● ACTIVITY:
Report, as a single number, how many lines of the records contain the word "struct".

--- DATASET RECORDS Enclosed Below ---

use serde::{Deserialize, Serialize};

use crate::utils::contains_ignore_case;

use super::null_as_default;

/// One row of the patient list as returned by `GET /pacientes`.
#[derive(Debug, Clone, PartialEq, Eq, Serialize, Deserialize)]
pub struct PatientSummary {
    #[serde(rename = "dni")]
    pub id: String,
    #[serde(rename = "nombre", default, deserialize_with = "null_as_default")]
    pub name: String,
    #[serde(rename = "apellidoPaterno", default)]
    pub paternal_surname: Option<String>,
    #[serde(rename = "apellidoMaterno", default)]
    pub maternal_surname: Option<String>,
    #[serde(rename = "edad", default, deserialize_with = "null_as_default")]
    pub age: u32,
    #[serde(rename = "fecha", default, deserialize_with = "null_as_default")]
    pub visit_date: String,
    #[serde(rename = "hora", default, deserialize_with = "null_as_default")]
    pub visit_time: String,
    #[serde(rename = "ubicacion", default, deserialize_with = "null_as_default")]
    pub location: String,
}

impl PatientSummary {
    /// Given name followed by whichever surnames are present.
    pub fn full_name(&self) -> String {
        let mut parts = vec![self.name.trim()];
        for surname in [&self.paternal_surname, &self.maternal_surname].into_iter().flatten() {
            let surname = surname.trim();
            if !surname.is_empty() && surname != "null" {
                parts.push(surname);
            }
        }
        parts.retain(|p| !p.is_empty());
        parts.join(" ")
    }

    /// Case-insensitive substring match on identifier or name.
    /// `query` must already be lowercased.
    pub fn matches(&self, query: &str) -> bool {
        contains_ignore_case(&self.id, query) || contains_ignore_case(&self.full_name(), query)
    }
}

/// Pagination metadata block of a list response.
#[derive(Debug, Clone, Default, PartialEq, Eq, Serialize, Deserialize)]
pub struct PaginationMeta {
    #[serde(rename = "currentPage", default, deserialize_with = "null_as_default")]
    pub current_page: u32,
    #[serde(rename = "totalPages", default, deserialize_with = "null_as_default")]
    pub total_pages: u32,
    #[serde(rename = "totalRecords")]
    pub total_records: usize,
}

/// Wire shape of `GET /pacientes?page=&limit=`.
#[derive(Debug, Clone, Deserialize)]
pub struct PatientPageResponse {
    pub data: Vec<PatientSummary>,
    pub pagination: PaginationMeta,
}

/// One server-side batch of patients.
///
/// `total_records` is `None` when the backend answered with something that
/// could not be understood; such a batch carries no records.
#[derive(Debug, Clone, Default, PartialEq, Eq)]
pub struct PatientPage {
    pub records: Vec<PatientSummary>,
    pub total_records: Option<usize>,
}

impl PatientPage {
    pub fn new(records: Vec<PatientSummary>, total_records: usize) -> Self {
        Self {
            records,
            total_records: Some(total_records),
        }
    }

    /// Batch used in place of a malformed response.
    pub fn malformed() -> Self {
        Self::default()
    }
}

impl From<PatientPageResponse> for PatientPage {
    fn from(response: PatientPageResponse) -> Self {
        Self::new(response.data, response.pagination.total_records)
    }
}

#[cfg(test)]
mod tests {
    use super::*;

    fn patient(id: &str, name: &str) -> PatientSummary {
        PatientSummary {
            id: id.to_string(),
            name: name.to_string(),
            paternal_surname: None,
            maternal_surname: None,
            age: 40,
            visit_date: String::new(),
            visit_time: String::new(),
            location: String::new(),
        }
    }

    #[test]
    fn test_parse_page_response() {
        let json = r#"{
            "data": [
                {"dni": "71234567", "nombre": "Rosa", "apellidoPaterno": "Quispe", "apellidoMaterno": null,
                 "edad": 34, "fecha": "2025-06-26", "hora": "08:00", "ubicacion": "Cama 12"},
                {"dni": "40011122", "nombre": "Luis"}
            ],
            "pagination": {"currentPage": 1, "totalPages": 2, "totalRecords": 12}
        }"#;

        let resp: PatientPageResponse = serde_json::from_str(json).expect("valid page JSON");
        let page = PatientPage::from(resp);

        assert_eq!(page.total_records, Some(12));
        assert_eq!(page.records.len(), 2);
        assert_eq!(page.records[0].id, "71234567");
        assert_eq!(page.records[0].full_name(), "Rosa Quispe");
        assert_eq!(page.records[0].location, "Cama 12");
        assert_eq!(page.records[1].age, 0);
    }

    #[test]
    fn test_null_fields_keep_the_row() {
        let json = r#"{
            "data": [
                {"dni": "1", "nombre": "Ana", "edad": null, "fecha": null, "hora": null, "ubicacion": null},
                {"dni": "2", "nombre": null, "edad": 30, "fecha": "2025-06-26"}
            ],
            "pagination": {"currentPage": null, "totalPages": 1, "totalRecords": 2}
        }"#;

        let resp: PatientPageResponse = serde_json::from_str(json).expect("nulls are accepted");
        let page = PatientPage::from(resp);

        assert_eq!(page.total_records, Some(2));
        assert_eq!(page.records.len(), 2);
        assert_eq!(page.records[0].full_name(), "Ana");
        assert_eq!(page.records[0].age, 0);
        assert!(page.records[0].visit_date.is_empty());
        assert!(page.records[1].name.is_empty());
        assert_eq!(page.records[1].id, "2");
    }

    #[test]
    fn test_page_response_requires_pagination() {
        let json = r#"{"data": []}"#;
        assert!(serde_json::from_str::<PatientPageResponse>(json).is_err());
    }

    #[test]
    fn test_full_name_skips_missing_surnames() {
        let mut p = patient("1", "Ana");
        p.maternal_surname = Some("Torres".to_string());
        p.paternal_surname = Some("null".to_string());
        assert_eq!(p.full_name(), "Ana Torres");
    }

    #[test]
    fn test_matches_name_or_id() {
        let mut p = patient("70011223", "María");
        p.paternal_surname = Some("Gómez".to_string());

        assert!(p.matches("maría"));
        assert!(p.matches("gómez"));
        assert!(p.matches("0011"));
        assert!(!p.matches("pérez"));
    }
}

--- End of Enclosed DATASET RECORDS ---

● TASK RESPONSE:
4